- THE PROBLEM -
The records sit below. Return every line in them that holds the word "encoding".

- SUPPLIED MATERIAL -
:::::

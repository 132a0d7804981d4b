use chrono::Utc;
use serde::{Deserialize, Serialize};
use sha2::{Digest, Sha256};
use thiserror::Error;

use std::fmt;
use std::str::FromStr;

use super::canonical;
use super::transaction::Transaction;

/// Number of bytes in a block hash
pub const BLOCK_HASH_LEN: usize = 32;

#[derive(Debug, Error, PartialEq, Eq)]
#[error("Invalid block hash: {0}")]
pub struct BlockHashError(String);

/// SHA-256 digest identifying a block, displayed as lowercase hex
#[derive(Debug, Clone, Copy, PartialEq, Eq, Hash, Serialize, Deserialize)]
#[serde(try_from = "String", into = "String")]
pub struct BlockHash([u8; BLOCK_HASH_LEN]);

impl BlockHash {
    /// All-zero digest
    pub const ZERO: BlockHash = BlockHash([0; BLOCK_HASH_LEN]);

    pub fn as_bytes(&self) -> &[u8; BLOCK_HASH_LEN] {
        &self.0
    }
}

impl From<[u8; BLOCK_HASH_LEN]> for BlockHash {
    fn from(bytes: [u8; BLOCK_HASH_LEN]) -> Self {
        BlockHash(bytes)
    }
}

impl fmt::Display for BlockHash {
    fn fmt(&self, f: &mut fmt::Formatter<'_>) -> fmt::Result {
        f.write_str(&hex::encode(self.0))
    }
}

impl FromStr for BlockHash {
    type Err = BlockHashError;

    fn from_str(s: &str) -> Result<Self, Self::Err> {
        let bytes = hex::decode(s).map_err(|e| BlockHashError(e.to_string()))?;
        let bytes: [u8; BLOCK_HASH_LEN] = bytes
            .try_into()
            .map_err(|_| BlockHashError(format!("expected {} bytes", BLOCK_HASH_LEN)))?;
        Ok(BlockHash(bytes))
    }
}

impl TryFrom<String> for BlockHash {
    type Error = BlockHashError;

    fn try_from(value: String) -> Result<Self, Self::Error> {
        value.parse()
    }
}

impl From<BlockHash> for String {
    fn from(hash: BlockHash) -> Self {
        hash.to_string()
    }
}

/// Represents a block in the blockchain
///
/// A block is a value: it is never mutated after construction and is
/// identified by [`Block::hash`].
#[derive(Debug, Clone, PartialEq, Serialize, Deserialize)]
pub struct Block {
    /// Proof of work candidate value
    nonce: u64,

    /// Hash of the previous block
    previous_hash: BlockHash,

    /// Transactions in insertion order
    transactions: Vec<Transaction>,

    /// Creation time in nanoseconds since the Unix epoch
    #[serde(rename = "time_stamp")]
    timestamp: i64,
}

impl Block {
    /// Creates a new block stamped with the current time
    pub fn new(nonce: u64, previous_hash: BlockHash, transactions: Vec<Transaction>) -> Self {
        Self::with_timestamp(nonce, previous_hash, transactions, now_nanos())
    }

    /// Creates a block with an explicit timestamp
    pub fn with_timestamp(
        nonce: u64,
        previous_hash: BlockHash,
        transactions: Vec<Transaction>,
        timestamp: i64,
    ) -> Self {
        Block {
            nonce,
            previous_hash,
            transactions,
            timestamp,
        }
    }

    /// The zero-valued placeholder whose hash seeds the genesis block
    pub fn zero() -> Self {
        Self::with_timestamp(0, BlockHash::ZERO, Vec::new(), 0)
    }

    pub fn nonce(&self) -> u64 {
        self.nonce
    }

    pub fn previous_hash(&self) -> &BlockHash {
        &self.previous_hash
    }

    pub fn transactions(&self) -> &[Transaction] {
        &self.transactions
    }

    pub fn timestamp(&self) -> i64 {
        self.timestamp
    }

    /// Calculates the SHA-256 hash of the block's canonical encoding
    pub fn hash(&self) -> BlockHash {
        // Fixed-shape structs serialized into a Vec; serde_json cannot fail here
        let encoded = canonical::encode_block(self).expect("block encoding is infallible");
        BlockHash(Sha256::digest(&encoded).into())
    }
}

impl fmt::Display for Block {
    fn fmt(&self, f: &mut fmt::Formatter<'_>) -> fmt::Result {
        writeln!(f, "nonce           {}", self.nonce)?;
        writeln!(f, "previous_hash   {}", self.previous_hash)?;
        writeln!(f, "transactions    {}", self.transactions.len())?;
        writeln!(f, "time_stamp      {}", self.timestamp)?;
        for transaction in &self.transactions {
            write!(f, "{}", transaction)?;
        }
        Ok(())
    }
}

fn now_nanos() -> i64 {
    let now = Utc::now();
    // Out of range only after the year 2262
    now.timestamp_nanos_opt()
        .unwrap_or_else(|| now.timestamp_micros().saturating_mul(1_000))
}

#[cfg(test)]
mod tests {
    use super::*;
    use crate::blockchain::crypto::Wallet;

    fn transfer(value: f32) -> Transaction {
        let sender = Wallet::new();
        let recipient = Wallet::new();
        Transaction::new(sender.address().clone(), recipient.address().clone(), value).unwrap()
    }

    #[test]
    fn test_new_block() {
        let transactions = vec![transfer(10.0), transfer(20.0)];
        let block = Block::new(100, BlockHash::ZERO, transactions.clone());

        assert_eq!(block.nonce(), 100);
        assert_eq!(block.previous_hash(), &BlockHash::ZERO);
        assert_eq!(block.transactions(), transactions.as_slice());
        assert!(block.timestamp() > 0);
    }

    #[test]
    fn test_hash_is_deterministic() {
        let transactions = vec![transfer(1.0), transfer(2.0)];
        let a = Block::with_timestamp(5, BlockHash::ZERO, transactions.clone(), 1_000);
        let b = Block::with_timestamp(5, BlockHash::ZERO, transactions, 1_000);

        assert_eq!(a.hash(), b.hash());
        assert_eq!(a.hash().to_string().len(), 64);
    }

    #[test]
    fn test_hash_changes_with_any_field() {
        let first = transfer(1.0);
        let second = transfer(2.0);
        let both = vec![first.clone(), second.clone()];
        let base = Block::with_timestamp(5, BlockHash::ZERO, both.clone(), 1_000);

        let other_nonce = Block::with_timestamp(6, BlockHash::ZERO, both.clone(), 1_000);
        let other_prev = Block::with_timestamp(5, base.hash(), both.clone(), 1_000);
        let swapped = vec![second, first.clone()];
        let reordered = Block::with_timestamp(5, BlockHash::ZERO, swapped, 1_000);
        let dropped = Block::with_timestamp(5, BlockHash::ZERO, vec![first], 1_000);
        let other_time = Block::with_timestamp(5, BlockHash::ZERO, both, 1_001);

        for changed in [other_nonce, other_prev, reordered, dropped, other_time] {
            assert_ne!(base.hash(), changed.hash());
        }
    }

    #[test]
    fn test_zero_block_hash_is_stable() {
        let expected = Sha256::digest(
            format!(
                "{{\"nonce\":0,\"previous_hash\":\"{}\",\"transactions\":[],\"time_stamp\":0}}",
                "0".repeat(64)
            )
            .as_bytes(),
        );
        assert_eq!(Block::zero().hash().as_bytes()[..], expected[..]);
    }

    #[test]
    fn test_block_hash_parsing() {
        let hash = Block::zero().hash();
        let parsed: BlockHash = hash.to_string().parse().unwrap();
        assert_eq!(parsed, hash);

        assert!("abc".parse::<BlockHash>().is_err());
        assert!("00".parse::<BlockHash>().is_err());
    }
}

:::::

- WRITTEN ANSWER -
    /// Calculates the SHA-256 hash of the block's canonical encoding
        let encoded = canonical::encode_block(self).expect("block encoding is infallible");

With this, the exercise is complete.